Peak factor estimation method of non‐Gaussian wind pressures on long‐span tri‐centered cylindrical roof structures

Claddings are susceptible to damage due to underestimation of extreme wind‐induced surface pressures. Commonly accepted methods for estimating the peak factor (an input used to determine cladding design loads) involve complex calculation‐intensive procedures. This research develops a four‐parameter unified auto‐spectral model of wind pressure to simplify peak factor estimation of wind‐induced surface pressure via analysis of wind tunnel wind load data on tri‐centered cylindrical roofs. Values of the model parameters were identified via statistical analysis of wind tunnel wind pressure measurement on two long‐span tri‐centered cylindrical roof structures with different curvatures.

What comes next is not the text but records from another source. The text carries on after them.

// Copyright 2025-present Harīṣh Tummalachērla
// SPDX-License-Identifier: Apache-2.0

//! Leftmost and rightmost binary search over a predicate.
//!
//! Both functions take a three-way comparator between an element and a
//! target that need not share a type. The sequence must be ordered
//! consistently with the comparator against that target: every `Less`
//! comes before every `Equal`, which comes before every `Greater`.
//!
//! ```text
//! cmp:     Less Less Equal Equal Equal Greater
//! index:    0    1    2     3     4     5
//!                     ▲           ▲
//!             leftmost_match   rightmost_match
//! ```
//!
//! Together they give the half-open range of elements that compare `Equal`:
//! `leftmost_match(..)..rightmost_match(..).map_or(0, |i| i + 1)`.

use std::cmp::Ordering;

/// Smallest index `i` with `cmp(&sequence[i], target) >= Equal`.
///
/// Returns `sequence.len()` when every element compares `Less`, which is
/// also the insertion point for `target`.
pub fn leftmost_match<A, T, F>(sequence: &[A], target: &T, mut cmp: F) -> usize
where
    T: ?Sized,
    F: FnMut(&A, &T) -> Ordering,
{
    let mut lo = 0usize;
    let mut hi = sequence.len();
    while lo < hi {
        let mid = lo + (hi - lo) / 2;
        if cmp(&sequence[mid], target) == Ordering::Less {
            lo = mid + 1;
        } else {
            hi = mid;
        }
    }
    lo
}

/// Largest index `i` with `cmp(&sequence[i], target) <= Equal`.
///
/// Returns `None` when every element compares `Greater` (including the
/// empty sequence).
pub fn rightmost_match<A, T, F>(sequence: &[A], target: &T, mut cmp: F) -> Option<usize>
where
    T: ?Sized,
    F: FnMut(&A, &T) -> Ordering,
{
    // First index that compares Greater; the answer sits just before it.
    let mut lo = 0usize;
    let mut hi = sequence.len();
    while lo < hi {
        let mid = lo + (hi - lo) / 2;
        if cmp(&sequence[mid], target) == Ordering::Greater {
            hi = mid;
        } else {
            lo = mid + 1;
        }
    }
    lo.checked_sub(1)
}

The study identified roof regions with non‐Gaussian features by inspecting probabilistic density functions of the standardized wind‐induced roof pressures and the third‐ and fourth‐order statistical moments of wind pressure time histories. The paper ultimately proposed and evaluated a simplified method for estimating the peak factors in the non‐Gaussian regions, the Three‐parameter Hermite Model, derived through the moment‐based Hermite Model, the Revised Hermite Model, and the parameter simplification accomplished in this study. The results show that the auto‐spectral model of wind‐induced roof pressures can accurately estimate the zero‐ and second‐order spectral moments, which reflects the wind pressure fluctuating characteristics and geometric features of spectral curves. Compared with the peak factors of the moment‐based Hermite Model and the Revised Hermite Model, the peak factor errors estimated by the Three‐parameter Hermite Model are all less than 10%. These results suggest that the Three‐parameter Hermite Model simplifies the calculation with acceptable accuracy.